Esse ponto é importante e serve para os momentos cada vez mais
atuais, independente do país. Vivemos em uma época de inconstância, onde nossa
ansiedade está lá em cima devido a nossa necessidade de controle, mesmo que
tenhamos consciência de que não é possível ter controle sobre algo incontrolável.
Tentamos nos distrair com músicas, filmes, realitys shows, literatura, fazemos terapia e infelizmente, não é possível se livrar do caos, seja porque o ser
humano é uma junção de caos, ou porque o mundo está um caos. Para piorar, tudo
é registrado e registrado por nós mesmos, de maneira consciente, através de
nossos celulares, câmeras, internet e afins, em uma forma de termos controle
sobre algo, mesmo que seja mínimo, ao mesmo tempo em que isso é contraditório,
pois ao filmarmos e compartilharmos, damos o controle ao outro.
Por isso, creio eu, que todas as ações de JJ durante a obra são filmadas por ele mesmo ou por terceiros, em uma tentativa de controle sobre
o desconhecido que está presente em todos os ambientes, tanto da obra, quanto da
vida. Vemos a mesma imagem, a mesma cena, de maneiras diferentes, que JJ através de uma câmera,
seja a câmera da roupa dele, seja a que ele carrega em um tripé, ou as câmeras
das ruas de Roma, filma para seu público (nós) ou para ele mesmo.

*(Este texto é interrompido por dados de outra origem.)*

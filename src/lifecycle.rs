//! Single-instance lock and termination handling.
//!
//! A pid file marks the running daemon. It is created atomically at startup
//! and removed exactly once on the way out, whether the loop returns, an
//! error propagates, a panic unwinds, or a termination signal arrives.

use std::fmt;
use std::fs;
use std::fs::OpenOptions;
use std::io;
use std::io::Write;
use std::path::Path;
use std::path::PathBuf;
use std::sync::atomic::AtomicBool;
use std::sync::atomic::Ordering;
use thiserror::Error;
use tokio::signal::unix::Signal;
use tokio::signal::unix::SignalKind;
use tokio::signal::unix::signal;
use tokio::task::JoinHandle;
use tokio_util::sync::CancellationToken;
use tracing::debug;
use tracing::info;
use tracing::warn;

/// Errors acquiring the instance lock.
#[derive(Error, Debug)]
pub enum LockError {
    #[error(
        "Another instance is running [{}] (lock file {})",
        .owner.as_deref().unwrap_or("unknown"),
        .path.display()
    )]
    AlreadyRunning {
        path: PathBuf,
        owner: Option<String>,
    },

    #[error("Failed to create lock file {path}: {source}")]
    Io {
        path: PathBuf,
        #[source]
        source: io::Error,
    },
}

/// Exclusive ownership of the "one running instance" pid file.
#[derive(Debug)]
pub struct LockToken {
    path: PathBuf,
    pid: u32,
    released: AtomicBool,
}

impl LockToken {
    /// Create the pid file for this process.
    pub fn acquire(path: impl Into<PathBuf>) -> Result<Self, LockError> {
        Self::acquire_as(path.into(), std::process::id())
    }

    fn acquire_as(path: PathBuf, pid: u32) -> Result<Self, LockError> {
        let mut file = match OpenOptions::new().write(true).create_new(true).open(&path) {
            Ok(file) => file,
            Err(e) if e.kind() == io::ErrorKind::AlreadyExists => {
                let owner = fs::read_to_string(&path)
                    .ok()
                    .map(|s| s.trim().to_string())
                    .filter(|s| !s.is_empty());
                return Err(LockError::AlreadyRunning { path, owner });
            }
            Err(source) => return Err(LockError::Io { path, source }),
        };

        if let Err(source) = writeln!(file, "{pid}") {
            let _ = fs::remove_file(&path);
            return Err(LockError::Io { path, source });
        }

        info!("Acquired lock {} [{}]", path.display(), pid);
        Ok(Self {
            path,
            pid,
            released: AtomicBool::new(false),
        })
    }

    pub fn path(&self) -> &Path {
        &self.path
    }

    pub fn pid(&self) -> u32 {
        self.pid
    }

    /// Remove the pid file if it is still ours. Safe to call repeatedly.
    pub fn release(&self) {
        if self.released.swap(true, Ordering::AcqRel) {
            return;
        }

        match fs::read_to_string(&self.path) {
            Ok(content) if content.trim() == self.pid.to_string() => {
                match fs::remove_file(&self.path) {
                    Ok(()) => info!("Released lock {}", self.path.display()),
                    Err(e) => warn!("Failed to remove lock {}: {}", self.path.display(), e),
                }
            }
            Ok(content) => {
                warn!(
                    "Lock {} now belongs to [{}], leaving it in place",
                    self.path.display(),
                    content.trim()
                );
            }
            Err(e) if e.kind() == io::ErrorKind::NotFound => {
                debug!("Lock {} already gone", self.path.display());
            }
            Err(e) => warn!("Failed to read lock {}: {}", self.path.display(), e),
        }
    }
}

impl Drop for LockToken {
    fn drop(&mut self) {
        self.release();
    }
}

/// Signals that end the daemon.
#[derive(Debug, Clone, Copy, PartialEq, Eq)]
pub enum TerminationSignal {
    Hangup,
    Interrupt,
    Quit,
    Terminate,
}

impl fmt::Display for TerminationSignal {
    fn fmt(&self, f: &mut fmt::Formatter<'_>) -> fmt::Result {
        let name = match self {
            Self::Hangup => "SIGHUP",
            Self::Interrupt => "SIGINT",
            Self::Quit => "SIGQUIT",
            Self::Terminate => "SIGTERM",
        };
        f.write_str(name)
    }
}

/// Registered listeners for SIGHUP, SIGINT, SIGQUIT and SIGTERM.
pub struct TerminationSignals {
    hangup: Signal,
    interrupt: Signal,
    quit: Signal,
    terminate: Signal,
}

impl TerminationSignals {
    /// Install handlers; from here on these signals no longer kill the process.
    pub fn register() -> io::Result<Self> {
        Ok(Self {
            hangup: signal(SignalKind::hangup())?,
            interrupt: signal(SignalKind::interrupt())?,
            quit: signal(SignalKind::quit())?,
            terminate: signal(SignalKind::terminate())?,
        })
    }

    /// Wait for the next termination signal.
    pub async fn recv(&mut self) -> TerminationSignal {
        tokio::select! {
            _ = self.hangup.recv() => TerminationSignal::Hangup,
            _ = self.interrupt.recv() => TerminationSignal::Interrupt,
            _ = self.quit.recv() => TerminationSignal::Quit,
            _ = self.terminate.recv() => TerminationSignal::Terminate,
        }
    }

    /// Cancel `shutdown` when a signal arrives.
    ///
    /// The task does nothing else; cleanup happens on the main path once the
    /// cancellation is observed. It also ends quietly if `shutdown` is
    /// cancelled for another reason.
    pub fn spawn_shutdown(
        mut self,
        shutdown: CancellationToken,
    ) -> JoinHandle<Option<TerminationSignal>> {
        tokio::spawn(async move {
            tokio::select! {
                () = shutdown.cancelled() => None,
                sig = self.recv() => {
                    info!("Received {}, shutting down", sig);
                    shutdown.cancel();
                    Some(sig)
                }
            }
        })
    }
}
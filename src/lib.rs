//! powernap - run an action once a machine has been idle long enough.
//!
//! A set of monitors is observed once per interval. Each keeps an absence
//! counter; when every counter has passed the threshold the configured action
//! runs and the counters start over.

pub mod absence;
pub mod action;
pub mod aggregator;
pub mod config;
pub mod interfaces;
pub mod lifecycle;
pub mod monitor;
pub mod snapshot;

pub use aggregator::IdleAggregator;
pub use aggregator::TickOutcome;
pub use config::Config;
pub use config::IdleConfig;
pub use lifecycle::LockToken;
pub use monitor::Monitor;
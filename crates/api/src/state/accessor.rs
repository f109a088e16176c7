// Path: crates/api/src/state/accessor.rs
//! Defines the `StateAccess` trait for key-value storage operations.

use crate::state::StateScanIter;
use notary_types::error::StateError;

/// A dyn-safe trait that provides the interface for ordered key-value
/// storage operations.
///
/// This trait erases the concrete substrate type, allowing the claim
/// registry to operate against any transactional state view without knowing
/// its implementation. Implementations must iterate `prefix_scan` results in
/// ascending byte-lexicographic key order.
pub trait StateAccess: Send + Sync {
    /// Gets a value by key. A missing key is `Ok(None)`, never an error.
    fn get(&self, key: &[u8]) -> Result<Option<Vec<u8>>, StateError>;

    /// Inserts a key-value pair, overwriting any existing value.
    fn insert(&mut self, key: &[u8], value: &[u8]) -> Result<(), StateError>;

    /// Deletes a key-value pair. Deleting a missing key is a no-op.
    fn delete(&mut self, key: &[u8]) -> Result<(), StateError>;

    /// Returns whether a value is stored under `key`.
    ///
    /// The default implementation reads the value; backends that can answer
    /// existence checks without materializing the value should override it.
    fn contains(&self, key: &[u8]) -> Result<bool, StateError> {
        Ok(self.get(key)?.is_some())
    }

    /// Scans for all key-value pairs starting with the given prefix, in
    /// ascending key order. The sequence is a view taken at call time;
    /// callers must not interleave writes with an in-progress scan.
    fn prefix_scan(&self, prefix: &[u8]) -> Result<StateScanIter<'_>, StateError>;
}

// Blanket implementation to allow `StateAccess` to be used behind a `Box` trait object.
impl<T: StateAccess + ?Sized> StateAccess for Box<T> {
    fn get(&self, key: &[u8]) -> Result<Option<Vec<u8>>, StateError> {
        (**self).get(key)
    }

    fn insert(&mut self, key: &[u8], value: &[u8]) -> Result<(), StateError> {
        (**self).insert(key, value)
    }

    fn delete(&mut self, key: &[u8]) -> Result<(), StateError> {
        (**self).delete(key)
    }

    fn contains(&self, key: &[u8]) -> Result<bool, StateError> {
        (**self).contains(key)
    }

    fn prefix_scan(&self, prefix: &[u8]) -> Result<StateScanIter<'_>, StateError> {
        (**self).prefix_scan(prefix)
    }
}
// Path: crates/api/src/lib.rs
#![forbid(unsafe_code)]
#![deny(missing_docs)]

//! # Notary Ledger API
//!
//! Core traits for interacting with the ordered key-value substrate the
//! claim ledger is built on. The substrate itself (storage engine,
//! durability, transactional scoping) lives behind these traits; this crate
//! only fixes the interface and the key-namespacing rules.

/// Traits and wrappers for key-value state access.
pub mod state;
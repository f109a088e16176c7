// Path: crates/types/src/app/mod.rs
//! Core application-level data structures.

/// The claim record stored by the ledger.
pub mod claim;
/// Data structures for on-chain identity, including the canonical AccountId.
pub mod identity;

pub use claim::Claim;
pub use identity::AccountId;
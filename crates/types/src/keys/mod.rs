// Path: crates/types/src/keys/mod.rs
//! Defines constants for well-known state keys.
//!
//! These constants provide a single source of truth for the keys used to
//! store claim data in the state manager. Using these constants prevents
//! typos and ensures consistency across modules that need to access the same
//! state entries. The literal byte values are caller-visible through query
//! paths and must not change.

/// The state key prefix for claim records. The suffix is the claim's `proof`
/// for records written at creation, or its `id` for records written by later
/// mutations.
pub const CLAIM_KEY_PREFIX: &[u8] = b"claim:";

/// The state key for the persistent count of claims ever created. Stored as
/// base-10 ASCII text of a 64-bit signed integer; absence means zero.
pub const CLAIM_COUNT_KEY: &[u8] = b"claim_count";

/// Creates the fully-qualified state key for a claim record.
///
/// # Example
/// `claim_key("9f86d081")` -> `b"claim:9f86d081"`
pub fn claim_key<S: AsRef<str>>(suffix: S) -> Vec<u8> {
    [CLAIM_KEY_PREFIX, suffix.as_ref().as_bytes()].concat()
}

Não é através delas que vemos uma mudança em JJ, porque não
vemos, assim como não vemos a mudança em nós, a não ser quando esta já aconteceu
e acontecem todos os dias. Tem dias que acordamos mais otimistas e dias
que acordamos extremamente pessimistas com tudo, JJ é uma dessas pessoas e
percebemos isso na atuação de Ethan Hawke.
Durante aquelas noites sem fim, tem momentos em que ele se
encontra totalmente otimista em relação a descobrir qual é o inimigo
desconhecido e a salvar o seu irmão (que ele, assim como nós, sabe que está
preso.) Tem momentos que é justamente o oposto, que ele tem certeza de que nada
vai dar certo, que o inimigo desconhecido nunca vai ser descoberto ou derrotado,
que ele vai ter que usar uma máscara pelo resto da vida e que a noite será
eterna e que nunca mais a luz do sol será vista, que o mais próximo da
claridade será a luz de uma explosão.
Mas, sabemos que isso não é verdade e Ferrara também sabe.
Se morrermos, iremos ir para o céu, como ele deixa claro na linda cena da igreja e em
alguns dos diálogos com o morador de rua. Sempre teremos alguém com quem
contar, assim como JJ tem o amigo que vemos apenas por videochamada, além,
claro, da cunhada e da sobrinha, assim como a jovem russa (interpretada pela companheira de Ferrara) tem a amiga e assim por diante.
E os dias, sempre amanhecem. Independente dos zeros e uns que vemos consolidados na internet e nas câmeras, o sol sempre volta, o otimismo também e mesmo que ele passe, a sensação é a que fica, da mesma forma que o que fica sobre esse filme é que o desconhecido assusta a todos, mas, se conseguirmos lutar contra ele um passo de cada vez, teremos a mesma sensação de uma criança correndo no parque: a da liberdade, mesmo que seja passageira.